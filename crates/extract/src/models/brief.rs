use serde::Serialize;
use serde_json::Value;
use std::collections::BTreeMap;
use std::fmt::{Display, Formatter, Result as FmtResult};

/// Whether a title is a one-off or has multiple episodes.
#[derive(Debug, Clone, Copy, PartialEq, Eq, Hash, Serialize)]
#[serde(rename_all = "lowercase")]
pub enum Kind {
    Movie,
    Series,
}

impl Kind {
    /// More than one episode makes a series.
    pub fn from_episode_count(count: impl Into<f64>) -> Self {
        if count.into() > 1.0 { Self::Series } else { Self::Movie }
    }

    pub fn as_str(&self) -> &'static str {
        match self {
            Kind::Movie => "movie",
            Kind::Series => "series",
        }
    }
}

impl Display for Kind {
    fn fmt(&self, f: &mut Formatter<'_>) -> FmtResult {
        f.write_str(self.as_str())
    }
}

/// Catalog summary of a single title, as shown in search results and rows.
///
/// Only ever produced by [`normalize_brief`](crate::normalize_brief).
#[derive(Debug, Clone, PartialEq, Serialize)]
#[serde(rename_all = "camelCase")]
pub struct BriefItem {
    /// Plugin-qualified identifier, `<plugin>:<slug>`.
    pub id: String,
    pub plugin_id: String,
    #[serde(rename = "type")]
    pub kind: Kind,
    pub title: String,
    #[serde(skip_serializing_if = "Option::is_none")]
    pub year: Option<i32>,
    pub poster: String,
    pub backdrop: String,
    #[serde(skip_serializing_if = "Option::is_none")]
    pub genres: Option<Vec<String>>,
    #[serde(skip_serializing_if = "Option::is_none")]
    pub rating: Option<f64>,
    pub description: String,
    /// Free-form extras (`current_episode`, `time`, `quality`, `language`).
    pub meta: BTreeMap<String, Value>,
}
use std::fmt::{Display, Formatter, Result as FmtResult};
use std::str::FromStr;

use serde::{Deserialize, Serialize};

use crate::error::{Error, ErrorKind};

/// How a stream URL is meant to be played.
#[derive(Debug, Clone, Copy, PartialEq, Eq, Hash, Serialize, Deserialize)]
#[serde(rename_all = "lowercase")]
pub enum StreamKind {
    /// Direct HLS playlist.
    M3u8,
    /// Third-party player page to be embedded.
    Embed,
}

impl StreamKind {
    pub fn as_str(&self) -> &'static str {
        match self {
            StreamKind::M3u8 => "m3u8",
            StreamKind::Embed => "embed",
        }
    }
}

impl FromStr for StreamKind {
    type Err = Error;

    fn from_str(s: &str) -> Result<Self, Self::Err> {
        Ok(match s.trim().to_lowercase().as_str() {
            "m3u8" | "hls" => Self::M3u8,
            "embed" => Self::Embed,
            _ => exn::bail!(ErrorKind::ParseError {
                field: "stream_type",
                value: s.to_string(),
            }),
        })
    }
}

impl Display for StreamKind {
    fn fmt(&self, f: &mut Formatter<'_>) -> FmtResult {
        f.write_str(self.as_str())
    }
}

/// A playable candidate. Built fresh on every request, never cached.
#[derive(Debug, Clone, PartialEq, Eq, Serialize)]
pub struct Stream {
    pub url: String,
    pub quality: String,
    #[serde(rename = "type", skip_serializing_if = "Option::is_none")]
    pub kind: Option<StreamKind>,
}

impl Stream {
    pub fn new(url: impl Into<String>, quality: impl Into<String>, kind: Option<StreamKind>) -> Self {
        Self {
            url: url.into(),
            quality: quality.into(),
            kind,
        }
    }
}

#[cfg(test)]
mod tests {
    use super::*;
    use rstest::rstest;

    #[rstest]
    #[case("m3u8", StreamKind::M3u8)]
    #[case(" HLS ", StreamKind::M3u8)]
    #[case("Embed", StreamKind::Embed)]
    fn test_stream_kind_from_str(#[case] input: &str, #[case] expected: StreamKind) {
        assert_eq!(input.parse::<StreamKind>().unwrap(), expected);
    }

    #[test]
    fn test_stream_kind_rejects_unknown() {
        let err = "dash".parse::<StreamKind>().unwrap_err();
        assert!(matches!(*err, ErrorKind::ParseError { field: "stream_type", .. }));
    }

    #[test]
    fn test_untyped_stream_omits_type_when_serialized() {
        let typed = serde_json::to_value(Stream::new("u", "HD", Some(StreamKind::Embed))).unwrap();
        assert_eq!(typed, serde_json::json!({"url": "u", "quality": "HD", "type": "embed"}));
        let untyped = serde_json::to_value(Stream::new("u", "server-1", None)).unwrap();
        assert_eq!(untyped, serde_json::json!({"url": "u", "quality": "server-1"}));
    }
}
***
» **WHAT NEEDS TO BE DONE**
Go through the material and copy each line in which the word "Movie" occurs.

» **SOLUTION TO THIS PROBLEM**
    Movie,
        if count.into() > 1.0 { Self::Series } else { Self::Movie }
            Kind::Movie => "movie",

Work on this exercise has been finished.